* _WHAT IS BEING ASKED_: Please repeat the records exactly from their first line, finishing at the line containing "joined, in consumer order." and including it.

Stored items:
################

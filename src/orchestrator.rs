//! Orchestrator: runs consumers concurrently while the calling thread drives the tee.
//!
//! A run goes through these steps:
//!
//! 1. One branch is created per consumer.
//! 2. Every consumer task is spawned on its own thread, before any data moves.
//! 3. The tee's drive loop runs on the calling thread; it is the thread that
//!    blocks when a branch is full.
//! 4. Every consumer task is joined, in consumer order.
//! 5. The results are returned, or the first failure once everything has
//!    been joined. No thread is left running and no branch is left open.
//!
//! # Example
//!
//! ```rust
//! use riverfork::{Consumer, Orchestrator};
//! use std::io::{Cursor, Read};
//!
//! let orchestrator = Orchestrator::new();
//! let results = orchestrator
//!     .run(
//!         Cursor::new(b"HELLO WORLD".to_vec()),
//!         vec![
//!             Consumer::new(|reader| {
//!                 let mut text = String::new();
//!                 reader.read_to_string(&mut text)?;
//!                 Ok(text)
//!             }),
//!             Consumer::with_capacity(2, |reader| {
//!                 let mut text = String::new();
//!                 reader.read_to_string(&mut text)?;
//!                 Ok(text.to_lowercase())
//!             }),
//!         ],
//!     )
//!     .unwrap();
//!
//! assert_eq!(results, vec!["HELLO WORLD", "hello world"]);
//! ```

use crate::branch::{Branch, BranchControl, BranchReader, BranchStats, BranchWriter};
use crate::config::TeeConfig;
use crate::error::{BoxError, Error, Result};
use crate::observability::{EventSink, TeeEvent, TracingSink, span_run};
use crate::task::{ConsumerHandle, ConsumerTask, WorkFn};
use crate::tee::{DriveSummary, StreamTee};
use std::io::Read;
use std::sync::{Arc, Condvar, Mutex, PoisonError};
use std::thread::{self, JoinHandle};
use std::time::{Duration, Instant};
use tracing::Span;

/// A consumer work function and the capacity of the branch it reads.
pub struct Consumer<T> {
    capacity: Option<usize>,
    work: WorkFn<T>,
}

impl<T: Send + 'static> Consumer<T> {
    /// A consumer reading a branch of the configured default capacity.
    pub fn new<F>(work: F) -> Self
    where
        F: FnOnce(&mut BranchReader) -> std::result::Result<T, BoxError> + Send + 'static,
    {
        Self {
            capacity: None,
            work: Box::new(work),
        }
    }

    /// A consumer reading a branch of `capacity` bytes.
    pub fn with_capacity<F>(capacity: usize, work: F) -> Self
    where
        F: FnOnce(&mut BranchReader) -> std::result::Result<T, BoxError> + Send + 'static,
    {
        Self {
            capacity: Some(capacity),
            work: Box::new(work),
        }
    }

    /// The requested branch capacity, if one was given.
    pub fn capacity(&self) -> Option<usize> {
        self.capacity
    }
}

/// What happened during a successful run.
#[derive(Debug, Clone, PartialEq, Eq)]
pub struct RunReport {
    /// Bytes read from the source.
    pub total_bytes: u64,
    /// Chunks read from the source.
    pub chunks: u64,
    /// Wall-clock duration of the run.
    pub elapsed: Duration,
    /// Branches detached under the isolate policy.
    pub detached: Vec<usize>,
    /// Final counters of every branch, in consumer order.
    pub branches: Vec<BranchStats>,
}

/// Runs a tee with one concurrent consumer per branch.
pub struct Orchestrator {
    config: TeeConfig,
    sink: Arc<dyn EventSink>,
}

impl Orchestrator {
    /// An orchestrator with the default configuration, logging through `tracing`.
    pub fn new() -> Self {
        Self::with_config(TeeConfig::default())
    }

    /// An orchestrator with the given configuration.
    pub fn with_config(config: TeeConfig) -> Self {
        Self {
            config,
            sink: Arc::new(TracingSink::default()),
        }
    }

    /// Report events to `sink` instead of `tracing`.
    pub fn with_sink(mut self, sink: impl EventSink + 'static) -> Self {
        self.sink = Arc::new(sink);
        self
    }

    /// The configuration.
    pub fn config(&self) -> &TeeConfig {
        &self.config
    }

    /// Broadcast `source` to every consumer and collect their results.
    ///
    /// Results are returned in consumer order. On failure the first observed
    /// error is returned (the drive loop's, then the consumers' in order),
    /// after every consumer has been joined.
    pub fn run<R, T>(&self, source: R, consumers: Vec<Consumer<T>>) -> Result<Vec<T>>
    where
        R: Read,
        T: Send + 'static,
    {
        self.run_with_report(source, consumers)
            .map(|(results, _)| results)
    }

    /// Like [`Orchestrator::run`], also returning a [`RunReport`].
    pub fn run_with_report<R, T>(
        &self,
        source: R,
        consumers: Vec<Consumer<T>>,
    ) -> Result<(Vec<T>, RunReport)>
    where
        R: Read,
        T: Send + 'static,
    {
        let capacities: Vec<Option<usize>> = consumers.iter().map(Consumer::capacity).collect();

        self.execute(source, &capacities, |readers, env| {
            let mut handles = Vec::with_capacity(readers.len());
            for (reader, consumer) in readers.into_iter().zip(consumers) {
                match env.spawn(reader, consumer.work) {
                    Ok(handle) => handles.push(handle),
                    Err(e) => {
                        env.abort_all(&e);
                        for handle in handles {
                            let _ = handle.join();
                        }
                        return Err(e);
                    }
                }
            }
            Ok(handles)
        })
    }

    /// Broadcast `source` to two consumers with different result types.
    pub fn run_pair<R, A, B>(&self, source: R, a: Consumer<A>, b: Consumer<B>) -> Result<(A, B)>
    where
        R: Read,
        A: Send + 'static,
        B: Send + 'static,
    {
        let capacities = [a.capacity, b.capacity];

        self.execute(source, &capacities, |readers, env| {
            let [reader_a, reader_b]: [BranchReader; 2] = readers
                .try_into()
                .map_err(|_| Error::InvalidConfig("a pair run needs exactly two branches".into()))?;

            let handle_a = env.spawn(reader_a, a.work)?;
            match env.spawn(reader_b, b.work) {
                Ok(handle_b) => Ok((handle_a, handle_b)),
                Err(e) => {
                    env.abort_all(&e);
                    let _ = handle_a.join();
                    Err(e)
                }
            }
        })
        .map(|(results, _)| results)
    }

    fn execute<R, J, S>(
        &self,
        source: R,
        capacities: &[Option<usize>],
        spawn: S,
    ) -> Result<(J::Output, RunReport)>
    where
        R: Read,
        J: Joinable,
        S: FnOnce(Vec<BranchReader>, &TaskEnv<'_>) -> Result<J>,
    {
        self.config.validate()?;

        let started = Instant::now();
        let span = span_run(capacities.len());
        let _entered = span.enter();
        self.sink.emit(&TeeEvent::RunStarted {
            branches: capacities.len(),
        });

        let result = self.execute_inner(source, capacities, spawn, &span, started);

        self.sink.emit(&TeeEvent::RunFinished {
            elapsed: started.elapsed(),
            succeeded: result.is_ok(),
        });
        result
    }

    fn execute_inner<R, J, S>(
        &self,
        source: R,
        capacities: &[Option<usize>],
        spawn: S,
        span: &Span,
        started: Instant,
    ) -> Result<(J::Output, RunReport)>
    where
        R: Read,
        J: Joinable,
        S: FnOnce(Vec<BranchReader>, &TaskEnv<'_>) -> Result<J>,
    {
        let (writers, readers) = self.open_branches(capacities)?;
        let controls: Vec<BranchControl> = writers.iter().map(BranchWriter::control).collect();

        let watchdog = match self.config.deadline {
            Some(deadline) => Some(Watchdog::start(
                deadline,
                controls.clone(),
                Arc::clone(&self.sink),
                &self.config.thread_name_prefix,
            )?),
            None => None,
        };

        let env = TaskEnv {
            sink: &self.sink,
            span,
            prefix: &self.config.thread_name_prefix,
            controls: &controls,
        };

        // Consumers must be attached before any data moves
        let tasks = match spawn(readers, &env) {
            Ok(tasks) => tasks,
            Err(e) => {
                drop(writers);
                if let Some(watchdog) = watchdog {
                    watchdog.stop();
                }
                return Err(e);
            }
        };

        let mut tee = StreamTee::new(source)
            .with_chunk_size(self.config.chunk_size)
            .with_policy(self.config.failure_policy)
            .with_sink(Arc::clone(&self.sink));
        for writer in writers {
            tee.attach(writer);
        }

        let drive = tee.drive_to_completion();
        let joined = tasks.join_all();

        if let Some(watchdog) = watchdog {
            watchdog.stop();
        }

        let (output, summary) = settle(drive, joined)?;
        let report = RunReport {
            total_bytes: summary.total_bytes,
            chunks: summary.chunks,
            elapsed: started.elapsed(),
            detached: summary.detached,
            branches: controls.iter().map(BranchControl::stats).collect(),
        };

        Ok((output, report))
    }

    fn open_branches(
        &self,
        capacities: &[Option<usize>],
    ) -> Result<(Vec<BranchWriter>, Vec<BranchReader>)> {
        let mut writers = Vec::with_capacity(capacities.len());
        let mut readers = Vec::with_capacity(capacities.len());

        for (index, capacity) in capacities.iter().enumerate() {
            let capacity = capacity.unwrap_or(self.config.default_capacity);
            let (writer, reader) = Branch::with_capacity(capacity).with_index(index).split()?;
            writers.push(writer);
            readers.push(reader);
        }

        Ok((writers, readers))
    }
}

impl Default for Orchestrator {
    fn default() -> Self {
        Self::new()
    }
}

/// What a spawn closure needs to start consumer tasks.
struct TaskEnv<'a> {
    sink: &'a Arc<dyn EventSink>,
    span: &'a Span,
    prefix: &'a str,
    controls: &'a [BranchControl],
}

impl TaskEnv<'_> {
    fn spawn<T: Send + 'static>(
        &self,
        reader: BranchReader,
        work: WorkFn<T>,
    ) -> Result<ConsumerHandle<T>> {
        let name = format!("{}-branch-{}", self.prefix, reader.index());
        ConsumerTask::from_work(reader, work)
            .with_name(name)
            .with_sink(Arc::clone(self.sink))
            .with_parent_span(self.span.clone())
            .spawn()
    }

    /// Abort every branch so already-started consumers finish.
    fn abort_all(&self, error: &Error) {
        let reason = error.to_string();
        for control in self.controls {
            control.abort(&reason);
        }
    }
}

/// Failures collected while joining consumer tasks.
struct JoinFailure {
    first: Error,
    others: Vec<Error>,
}

impl JoinFailure {
    fn new(first: Error) -> Self {
        Self {
            first,
            others: Vec::new(),
        }
    }

    fn push(failure: &mut Option<JoinFailure>, error: Error) {
        match failure {
            Some(f) => f.others.push(error),
            None => *failure = Some(JoinFailure::new(error)),
        }
    }

    /// A broken branch is a symptom when its own consumer failed; report the
    /// consumer's error instead.
    fn root_cause(self, drive_error: Error) -> Error {
        let Error::BrokenBranch { branch } = drive_error else {
            return drive_error;
        };

        std::iter::once(self.first)
            .chain(self.others)
            .find(|e| {
                e.branch() == Some(branch)
                    && matches!(
                        e,
                        Error::ConsumerFailure { .. } | Error::ConsumerPanicked { .. }
                    )
            })
            .unwrap_or(drive_error)
    }
}

/// A set of consumer handles joined in a fixed order.
trait Joinable {
    type Output;

    fn join_all(self) -> std::result::Result<Self::Output, JoinFailure>;
}

impl<T> Joinable for Vec<ConsumerHandle<T>> {
    type Output = Vec<T>;

    fn join_all(self) -> std::result::Result<Vec<T>, JoinFailure> {
        let mut values = Vec::with_capacity(self.len());
        let mut failure = None;

        for handle in self {
            match handle.join() {
                Ok(value) => values.push(value),
                Err(e) => JoinFailure::push(&mut failure, e),
            }
        }

        match failure {
            Some(failure) => Err(failure),
            None => Ok(values),
        }
    }
}

impl<A, B> Joinable for (ConsumerHandle<A>, ConsumerHandle<B>) {
    type Output = (A, B);

    fn join_all(self) -> std::result::Result<(A, B), JoinFailure> {
        let a = self.0.join();
        let b = self.1.join();

        match (a, b) {
            (Ok(a), Ok(b)) => Ok((a, b)),
            (Err(e), Ok(_)) | (Ok(_), Err(e)) => Err(JoinFailure::new(e)),
            (Err(first), Err(second)) => Err(JoinFailure {
                first,
                others: vec![second],
            }),
        }
    }
}

fn settle<O>(
    drive: Result<DriveSummary>,
    joined: std::result::Result<O, JoinFailure>,
) -> Result<(O, DriveSummary)> {
    match (drive, joined) {
        (Ok(summary), Ok(output)) => Ok((output, summary)),
        (Ok(_), Err(failure)) => Err(failure.first),
        (Err(error), Ok(_)) => Err(error),
        (Err(error), Err(failure)) => Err(failure.root_cause(error)),
    }
}

/// Cancels every branch if the run outlives its deadline.
struct Watchdog {
    finished: Arc<(Mutex<bool>, Condvar)>,
    thread: JoinHandle<()>,
}

impl Watchdog {
    fn start(
        deadline: Duration,
        controls: Vec<BranchControl>,
        sink: Arc<dyn EventSink>,
        prefix: &str,
    ) -> Result<Self> {
        let finished = Arc::new((Mutex::new(false), Condvar::new()));
        let signal = Arc::clone(&finished);

        let thread = thread::Builder::new()
            .name(format!("{}-watchdog", prefix))
            .spawn(move || {
                let (lock, cvar) = &*signal;
                let done = lock.lock().unwrap_or_else(PoisonError::into_inner);
                let (done, _) = cvar
                    .wait_timeout_while(done, deadline, |done| !*done)
                    .unwrap_or_else(PoisonError::into_inner);
                if *done {
                    return;
                }
                drop(done);

                sink.emit(&TeeEvent::DeadlineElapsed { deadline });
                for control in &controls {
                    control.cancel();
                }
            })
            .map_err(Error::Spawn)?;

        Ok(Self { finished, thread })
    }

    fn stop(self) {
        let (lock, cvar) = &*self.finished;
        *lock.lock().unwrap_or_else(PoisonError::into_inner) = true;
        cvar.notify_all();
        let _ = self.thread.join();
    }
}
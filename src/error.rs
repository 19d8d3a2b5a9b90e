//! Error types for riverfork.

use std::io;
use thiserror::Error;

/// Result type alias using riverfork's Error.
pub type Result<T> = std::result::Result<T, Error>;

/// Error type returned by consumer work functions.
pub type BoxError = Box<dyn std::error::Error + Send + Sync + 'static>;

/// Main error type for tee operations.
#[derive(Error, Debug)]
pub enum Error {
    /// The source failed before reaching end of stream.
    #[error("source read failed: {0}")]
    SourceRead(#[source] io::Error),

    /// The branch reader went away while the writer still had data to deliver.
    #[error("branch {branch} is broken: reader closed before the stream ended")]
    BrokenBranch {
        /// Index of the branch.
        branch: usize,
    },

    /// Write attempted after the writer side of the branch was closed.
    #[error("branch {branch} is closed for writing")]
    ClosedBranch {
        /// Index of the branch.
        branch: usize,
    },

    /// A consumer work function returned an error.
    #[error("consumer on branch {branch} failed: {source}")]
    ConsumerFailure {
        /// Index of the branch the consumer was bound to.
        branch: usize,
        /// The error returned by the work function.
        #[source]
        source: BoxError,
    },

    /// A consumer work function panicked.
    #[error("consumer on branch {branch} panicked: {message}")]
    ConsumerPanicked {
        /// Index of the branch the consumer was bound to.
        branch: usize,
        /// Panic payload, if it was a string.
        message: String,
    },

    /// The writer aborted the branch; the stream is incomplete.
    #[error("branch {branch} aborted upstream: {reason}")]
    UpstreamAborted {
        /// Index of the branch.
        branch: usize,
        /// Why the writer gave up.
        reason: String,
    },

    /// The run deadline elapsed while the branch was still in use.
    #[error("branch {branch} cancelled: deadline elapsed")]
    Cancelled {
        /// Index of the branch.
        branch: usize,
    },

    /// Configuration rejected by validation.
    #[error("invalid configuration: {0}")]
    InvalidConfig(String),

    /// A consumer thread could not be started.
    #[error("failed to spawn consumer thread: {0}")]
    Spawn(#[source] io::Error),
}

impl Error {
    /// Wrap a consumer's error.
    pub fn consumer<E>(branch: usize, error: E) -> Self
    where
        E: Into<BoxError>,
    {
        Self::ConsumerFailure {
            branch,
            source: error.into(),
        }
    }

    /// Whether this is a [`Error::BrokenBranch`].
    pub fn is_broken_branch(&self) -> bool {
        matches!(self, Self::BrokenBranch { .. })
    }

    /// Whether this error came from a deadline cancellation.
    pub fn is_cancelled(&self) -> bool {
        matches!(self, Self::Cancelled { .. })
    }

    /// The branch this error is attributed to, if any.
    pub fn branch(&self) -> Option<usize> {
        match self {
            Self::BrokenBranch { branch }
            | Self::ClosedBranch { branch }
            | Self::ConsumerFailure { branch, .. }
            | Self::ConsumerPanicked { branch, .. }
            | Self::UpstreamAborted { branch, .. }
            | Self::Cancelled { branch } => Some(*branch),
            Self::SourceRead(_) | Self::InvalidConfig(_) | Self::Spawn(_) => None,
        }
    }
}

impl From<Error> for io::Error {
    fn from(error: Error) -> Self {
        let kind = match &error {
            Error::BrokenBranch { .. } => io::ErrorKind::BrokenPipe,
            Error::Cancelled { .. } => io::ErrorKind::TimedOut,
            Error::UpstreamAborted { .. } => io::ErrorKind::ConnectionAborted,
            Error::InvalidConfig(_) => io::ErrorKind::InvalidInput,
            _ => io::ErrorKind::Other,
        };
        io::Error::new(kind, error)
    }
}

#[cfg(test)]
mod tests {
    use super::*;

    #[test]
    fn test_branch_attribution() {
        assert_eq!(Error::BrokenBranch { branch: 3 }.branch(), Some(3));
        assert_eq!(Error::consumer(1, "boom").branch(), Some(1));
        assert_eq!(Error::InvalidConfig("x".into()).branch(), None);
    }

    #[test]
    fn test_io_conversion_keeps_kind() {
        let err: io::Error = Error::BrokenBranch { branch: 0 }.into();
        assert_eq!(err.kind(), io::ErrorKind::BrokenPipe);

        let err: io::Error = Error::Cancelled { branch: 0 }.into();
        assert_eq!(err.kind(), io::ErrorKind::TimedOut);

        let inner = err.into_inner().unwrap();
        assert!(inner.downcast_ref::<Error>().unwrap().is_cancelled());
    }

    #[test]
    fn test_consumer_error_display() {
        let err = Error::consumer(2, "upstream service rejected payload");
        assert_eq!(
            err.to_string(),
            "consumer on branch 2 failed: upstream service rejected payload"
        );
    }
}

################

* _YOUR SOLUTION_:
filename src/orchestrator.rs
//! Orchestrator: runs consumers concurrently while the calling thread drives the tee.
//!
//! A run goes through these steps:
//!
//! 1. One branch is created per consumer.
//! 2. Every consumer task is spawned on its own thread, before any data moves.
//! 3. The tee's drive loop runs on the calling thread; it is the thread that
//!    blocks when a branch is full.
//! 4. Every consumer task is joined, in consumer order.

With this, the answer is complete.